══ Dataset extract

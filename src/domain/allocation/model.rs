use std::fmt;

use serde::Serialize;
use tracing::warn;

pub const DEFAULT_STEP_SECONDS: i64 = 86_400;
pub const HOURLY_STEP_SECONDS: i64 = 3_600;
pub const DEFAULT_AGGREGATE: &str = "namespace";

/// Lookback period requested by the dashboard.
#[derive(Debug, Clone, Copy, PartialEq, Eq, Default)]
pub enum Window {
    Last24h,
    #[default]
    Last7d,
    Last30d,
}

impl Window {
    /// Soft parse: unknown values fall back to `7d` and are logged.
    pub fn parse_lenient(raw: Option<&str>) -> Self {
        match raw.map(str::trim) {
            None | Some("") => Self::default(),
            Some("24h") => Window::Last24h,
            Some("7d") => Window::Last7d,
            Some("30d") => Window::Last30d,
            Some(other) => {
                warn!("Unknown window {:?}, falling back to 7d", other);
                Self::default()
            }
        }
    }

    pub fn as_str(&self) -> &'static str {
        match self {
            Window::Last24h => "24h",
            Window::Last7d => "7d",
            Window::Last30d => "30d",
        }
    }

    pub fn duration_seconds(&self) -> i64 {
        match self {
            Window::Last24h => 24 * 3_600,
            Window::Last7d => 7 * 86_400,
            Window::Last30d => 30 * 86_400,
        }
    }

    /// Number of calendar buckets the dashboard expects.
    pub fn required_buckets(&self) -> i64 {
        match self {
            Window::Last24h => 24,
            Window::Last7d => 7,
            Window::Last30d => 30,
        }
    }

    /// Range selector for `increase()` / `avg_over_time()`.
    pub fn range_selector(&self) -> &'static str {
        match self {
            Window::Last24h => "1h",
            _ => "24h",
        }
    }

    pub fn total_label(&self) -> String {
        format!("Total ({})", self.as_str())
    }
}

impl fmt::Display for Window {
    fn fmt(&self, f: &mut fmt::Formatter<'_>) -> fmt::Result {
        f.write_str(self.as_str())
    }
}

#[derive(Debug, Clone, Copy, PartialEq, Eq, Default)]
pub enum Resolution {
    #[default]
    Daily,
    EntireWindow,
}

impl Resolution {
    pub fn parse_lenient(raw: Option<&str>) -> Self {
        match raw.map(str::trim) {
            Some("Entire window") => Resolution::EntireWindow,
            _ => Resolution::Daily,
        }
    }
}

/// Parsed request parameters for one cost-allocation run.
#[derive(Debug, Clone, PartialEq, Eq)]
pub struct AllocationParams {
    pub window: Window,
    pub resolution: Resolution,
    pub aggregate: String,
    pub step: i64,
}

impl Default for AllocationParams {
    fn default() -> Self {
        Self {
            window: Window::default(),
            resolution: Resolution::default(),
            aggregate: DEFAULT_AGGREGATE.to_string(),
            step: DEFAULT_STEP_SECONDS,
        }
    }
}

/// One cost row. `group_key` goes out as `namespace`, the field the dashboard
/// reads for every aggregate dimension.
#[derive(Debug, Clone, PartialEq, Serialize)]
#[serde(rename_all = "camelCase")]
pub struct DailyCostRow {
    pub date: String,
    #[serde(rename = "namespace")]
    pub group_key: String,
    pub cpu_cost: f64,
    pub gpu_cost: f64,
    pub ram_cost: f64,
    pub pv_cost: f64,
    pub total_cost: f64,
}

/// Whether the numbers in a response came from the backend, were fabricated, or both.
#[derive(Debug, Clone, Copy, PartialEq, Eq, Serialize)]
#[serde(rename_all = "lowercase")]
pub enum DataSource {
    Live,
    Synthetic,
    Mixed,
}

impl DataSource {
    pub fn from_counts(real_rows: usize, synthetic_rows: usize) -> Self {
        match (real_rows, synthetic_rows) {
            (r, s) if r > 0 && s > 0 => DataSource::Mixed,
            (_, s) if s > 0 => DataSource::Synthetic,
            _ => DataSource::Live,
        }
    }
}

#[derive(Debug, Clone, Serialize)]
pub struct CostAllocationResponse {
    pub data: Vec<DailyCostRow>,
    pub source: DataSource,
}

════
══ Dataset extract

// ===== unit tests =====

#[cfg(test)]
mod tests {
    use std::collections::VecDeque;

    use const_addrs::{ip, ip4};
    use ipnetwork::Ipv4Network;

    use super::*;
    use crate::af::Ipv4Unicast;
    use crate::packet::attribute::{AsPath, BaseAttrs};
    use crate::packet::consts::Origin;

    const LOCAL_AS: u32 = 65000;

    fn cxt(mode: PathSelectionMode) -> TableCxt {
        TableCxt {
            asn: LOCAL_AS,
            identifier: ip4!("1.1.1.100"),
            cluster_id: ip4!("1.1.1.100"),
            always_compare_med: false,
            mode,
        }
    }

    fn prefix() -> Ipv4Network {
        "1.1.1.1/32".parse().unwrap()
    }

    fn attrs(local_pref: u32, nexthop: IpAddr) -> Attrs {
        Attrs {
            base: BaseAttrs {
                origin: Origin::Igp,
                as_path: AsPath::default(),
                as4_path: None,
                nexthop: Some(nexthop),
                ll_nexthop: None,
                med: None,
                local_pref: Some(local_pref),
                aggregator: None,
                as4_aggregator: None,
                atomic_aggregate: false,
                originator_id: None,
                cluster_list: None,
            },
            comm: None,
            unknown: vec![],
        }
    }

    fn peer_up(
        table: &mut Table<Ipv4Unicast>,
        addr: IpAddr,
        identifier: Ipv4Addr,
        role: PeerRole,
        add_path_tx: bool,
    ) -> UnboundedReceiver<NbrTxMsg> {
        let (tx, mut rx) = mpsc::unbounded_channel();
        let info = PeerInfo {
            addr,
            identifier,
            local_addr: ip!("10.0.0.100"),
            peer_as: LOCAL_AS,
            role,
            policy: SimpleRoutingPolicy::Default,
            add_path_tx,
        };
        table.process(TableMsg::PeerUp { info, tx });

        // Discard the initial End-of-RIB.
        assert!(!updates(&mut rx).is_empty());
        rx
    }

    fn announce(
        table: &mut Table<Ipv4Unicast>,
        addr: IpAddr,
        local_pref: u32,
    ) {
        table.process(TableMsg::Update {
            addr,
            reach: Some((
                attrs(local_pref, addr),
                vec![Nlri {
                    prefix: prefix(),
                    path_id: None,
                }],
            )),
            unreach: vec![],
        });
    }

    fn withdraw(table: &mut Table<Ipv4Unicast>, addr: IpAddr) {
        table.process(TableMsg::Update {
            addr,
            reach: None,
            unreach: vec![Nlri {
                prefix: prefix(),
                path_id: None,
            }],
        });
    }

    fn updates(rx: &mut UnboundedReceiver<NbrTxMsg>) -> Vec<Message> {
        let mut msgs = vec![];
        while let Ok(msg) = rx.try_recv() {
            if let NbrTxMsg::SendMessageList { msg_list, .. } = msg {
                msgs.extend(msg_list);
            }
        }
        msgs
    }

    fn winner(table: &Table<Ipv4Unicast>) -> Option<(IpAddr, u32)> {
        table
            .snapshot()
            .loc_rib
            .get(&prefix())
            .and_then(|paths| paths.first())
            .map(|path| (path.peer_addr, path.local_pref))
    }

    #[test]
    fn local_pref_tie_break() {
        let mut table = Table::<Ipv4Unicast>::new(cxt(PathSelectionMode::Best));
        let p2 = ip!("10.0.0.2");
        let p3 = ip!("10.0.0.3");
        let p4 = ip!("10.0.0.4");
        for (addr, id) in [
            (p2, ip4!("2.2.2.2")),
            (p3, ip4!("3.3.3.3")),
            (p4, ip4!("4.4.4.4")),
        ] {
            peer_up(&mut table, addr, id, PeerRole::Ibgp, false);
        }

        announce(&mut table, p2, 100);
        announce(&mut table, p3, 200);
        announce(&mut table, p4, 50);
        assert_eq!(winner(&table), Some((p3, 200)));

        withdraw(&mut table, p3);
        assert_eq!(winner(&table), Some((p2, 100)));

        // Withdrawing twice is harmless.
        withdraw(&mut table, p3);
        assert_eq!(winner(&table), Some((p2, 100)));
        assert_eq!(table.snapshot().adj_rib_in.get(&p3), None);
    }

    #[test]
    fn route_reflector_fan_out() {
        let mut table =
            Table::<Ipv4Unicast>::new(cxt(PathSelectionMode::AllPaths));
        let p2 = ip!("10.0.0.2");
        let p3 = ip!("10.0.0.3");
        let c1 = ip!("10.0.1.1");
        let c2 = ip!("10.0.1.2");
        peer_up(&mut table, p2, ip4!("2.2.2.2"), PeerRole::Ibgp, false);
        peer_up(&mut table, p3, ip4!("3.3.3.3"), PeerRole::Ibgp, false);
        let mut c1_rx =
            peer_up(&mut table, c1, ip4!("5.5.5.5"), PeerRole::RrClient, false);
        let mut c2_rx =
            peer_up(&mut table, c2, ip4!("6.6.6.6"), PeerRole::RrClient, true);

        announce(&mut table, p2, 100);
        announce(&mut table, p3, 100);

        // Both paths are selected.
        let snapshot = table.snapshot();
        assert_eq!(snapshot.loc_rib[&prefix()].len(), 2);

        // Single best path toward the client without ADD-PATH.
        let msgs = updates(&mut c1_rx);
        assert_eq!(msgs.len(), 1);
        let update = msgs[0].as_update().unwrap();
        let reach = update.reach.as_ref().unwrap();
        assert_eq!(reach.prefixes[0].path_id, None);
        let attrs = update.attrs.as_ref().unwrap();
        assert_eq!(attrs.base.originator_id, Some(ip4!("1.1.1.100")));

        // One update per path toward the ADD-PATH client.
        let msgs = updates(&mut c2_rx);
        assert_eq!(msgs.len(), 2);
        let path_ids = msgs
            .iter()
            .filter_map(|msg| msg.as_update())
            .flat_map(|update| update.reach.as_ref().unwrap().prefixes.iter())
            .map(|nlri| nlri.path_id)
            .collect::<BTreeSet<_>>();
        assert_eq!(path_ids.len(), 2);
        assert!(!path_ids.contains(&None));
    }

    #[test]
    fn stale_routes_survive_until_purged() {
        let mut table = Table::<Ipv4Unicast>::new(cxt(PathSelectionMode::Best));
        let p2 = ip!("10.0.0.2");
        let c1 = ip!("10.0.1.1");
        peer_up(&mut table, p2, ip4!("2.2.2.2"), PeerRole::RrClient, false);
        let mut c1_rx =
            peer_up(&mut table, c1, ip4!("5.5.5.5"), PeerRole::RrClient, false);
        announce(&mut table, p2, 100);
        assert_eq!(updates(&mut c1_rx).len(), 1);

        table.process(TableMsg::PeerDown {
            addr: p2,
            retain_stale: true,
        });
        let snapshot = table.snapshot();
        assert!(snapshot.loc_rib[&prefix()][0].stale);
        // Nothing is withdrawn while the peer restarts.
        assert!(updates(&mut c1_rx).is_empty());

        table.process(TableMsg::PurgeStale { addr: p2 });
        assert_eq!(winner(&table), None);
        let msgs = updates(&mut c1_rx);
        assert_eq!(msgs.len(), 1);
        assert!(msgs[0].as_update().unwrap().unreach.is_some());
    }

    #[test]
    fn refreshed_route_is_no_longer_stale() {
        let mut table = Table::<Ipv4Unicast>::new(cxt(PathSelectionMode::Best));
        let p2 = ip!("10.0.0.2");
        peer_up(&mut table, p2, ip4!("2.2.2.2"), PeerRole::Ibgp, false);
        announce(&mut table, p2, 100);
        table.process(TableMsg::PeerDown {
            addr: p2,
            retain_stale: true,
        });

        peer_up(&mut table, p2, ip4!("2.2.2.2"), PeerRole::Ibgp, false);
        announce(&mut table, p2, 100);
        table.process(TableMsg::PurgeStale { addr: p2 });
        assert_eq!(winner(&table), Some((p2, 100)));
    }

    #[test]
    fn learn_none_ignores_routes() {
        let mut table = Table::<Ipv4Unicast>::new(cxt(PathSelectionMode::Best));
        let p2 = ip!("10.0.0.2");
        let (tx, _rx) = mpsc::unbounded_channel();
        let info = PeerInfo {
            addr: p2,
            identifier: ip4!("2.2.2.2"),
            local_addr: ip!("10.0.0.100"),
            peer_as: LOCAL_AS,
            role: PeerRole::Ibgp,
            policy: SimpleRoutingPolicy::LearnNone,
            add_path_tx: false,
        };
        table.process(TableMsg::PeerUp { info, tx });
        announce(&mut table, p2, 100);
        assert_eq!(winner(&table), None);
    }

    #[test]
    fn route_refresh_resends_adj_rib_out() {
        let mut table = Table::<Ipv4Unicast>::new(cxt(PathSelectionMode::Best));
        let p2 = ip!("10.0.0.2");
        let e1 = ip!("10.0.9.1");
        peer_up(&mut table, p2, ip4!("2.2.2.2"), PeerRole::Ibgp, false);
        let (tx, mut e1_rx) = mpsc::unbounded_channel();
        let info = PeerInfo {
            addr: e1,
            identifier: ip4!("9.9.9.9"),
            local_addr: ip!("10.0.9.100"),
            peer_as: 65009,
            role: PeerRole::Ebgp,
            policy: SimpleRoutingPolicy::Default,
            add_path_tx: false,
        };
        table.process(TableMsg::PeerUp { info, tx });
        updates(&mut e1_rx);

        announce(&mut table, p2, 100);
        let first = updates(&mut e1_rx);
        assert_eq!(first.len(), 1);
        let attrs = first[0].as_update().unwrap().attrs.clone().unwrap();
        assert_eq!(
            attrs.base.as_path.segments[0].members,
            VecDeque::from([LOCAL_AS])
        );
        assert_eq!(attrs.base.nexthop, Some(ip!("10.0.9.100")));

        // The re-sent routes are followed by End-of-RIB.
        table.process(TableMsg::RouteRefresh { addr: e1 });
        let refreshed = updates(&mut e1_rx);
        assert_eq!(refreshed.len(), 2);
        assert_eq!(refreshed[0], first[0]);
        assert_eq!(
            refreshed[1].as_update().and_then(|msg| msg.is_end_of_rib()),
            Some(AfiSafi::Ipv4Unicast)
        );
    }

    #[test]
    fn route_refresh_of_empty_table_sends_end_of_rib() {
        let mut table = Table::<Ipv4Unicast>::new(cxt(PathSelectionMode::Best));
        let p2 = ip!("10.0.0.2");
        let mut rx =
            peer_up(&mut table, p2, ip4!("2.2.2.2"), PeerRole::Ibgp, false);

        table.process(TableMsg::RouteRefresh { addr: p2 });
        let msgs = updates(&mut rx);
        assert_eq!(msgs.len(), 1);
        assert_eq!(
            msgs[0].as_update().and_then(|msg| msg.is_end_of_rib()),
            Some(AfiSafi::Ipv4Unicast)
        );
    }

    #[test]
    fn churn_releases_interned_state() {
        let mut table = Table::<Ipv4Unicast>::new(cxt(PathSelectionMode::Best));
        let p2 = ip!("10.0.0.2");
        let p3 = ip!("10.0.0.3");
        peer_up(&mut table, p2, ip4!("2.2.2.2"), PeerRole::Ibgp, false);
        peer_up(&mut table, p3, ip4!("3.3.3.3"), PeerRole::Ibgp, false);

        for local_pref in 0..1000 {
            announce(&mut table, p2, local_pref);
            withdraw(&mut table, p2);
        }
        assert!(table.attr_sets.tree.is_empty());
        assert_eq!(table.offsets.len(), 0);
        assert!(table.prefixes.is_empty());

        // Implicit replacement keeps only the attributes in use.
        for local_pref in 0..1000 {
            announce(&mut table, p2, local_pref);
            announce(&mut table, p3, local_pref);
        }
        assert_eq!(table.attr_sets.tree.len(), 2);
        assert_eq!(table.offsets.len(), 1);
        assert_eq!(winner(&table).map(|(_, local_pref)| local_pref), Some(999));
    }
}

════

A single figure, please: the number of lines in the data that hold the string "struct".

- The completed task -
3